(RECORDS SHOWN begins)
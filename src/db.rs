use migration::{Migrator, MigratorTrait};
use sea_orm::{ConnectOptions, Database, DatabaseConnection, DbErr};
use std::time::Duration;

use crate::config::AppConfig;

/// Opens the connection pool described by `config`.
pub async fn connect(config: &AppConfig) -> Result<DatabaseConnection, DbErr> {
    let backend = if config.database_url.starts_with("postgres") {
        "PostgreSQL"
    } else {
        "SQLite (local)"
    };
    tracing::info!("Connecting to database: {}", backend);

    let mut options = ConnectOptions::new(config.database_url.clone());
    options
        .max_connections(config.max_connections)
        .connect_timeout(Duration::from_secs(10))
        .sqlx_logging(false);

    Database::connect(options).await
}

/// Applies any pending schema migrations.
pub async fn migrate(db: &DatabaseConnection) -> Result<(), DbErr> {
    Migrator::up(db, None).await?;
    tracing::info!("Database schema is up to date");
    Ok(())
}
(RECORDS SHOWN ends)
- AIM OF THE TASK -
Please copy nothing but the lines from the one that holds "Migrator::up(db, None).await?;" through the last line of the material above, exactly as written.

- EXPECTED OUTPUT -
    Migrator::up(db, None).await?;
    tracing::info!("Database schema is up to date");
    Ok(())
}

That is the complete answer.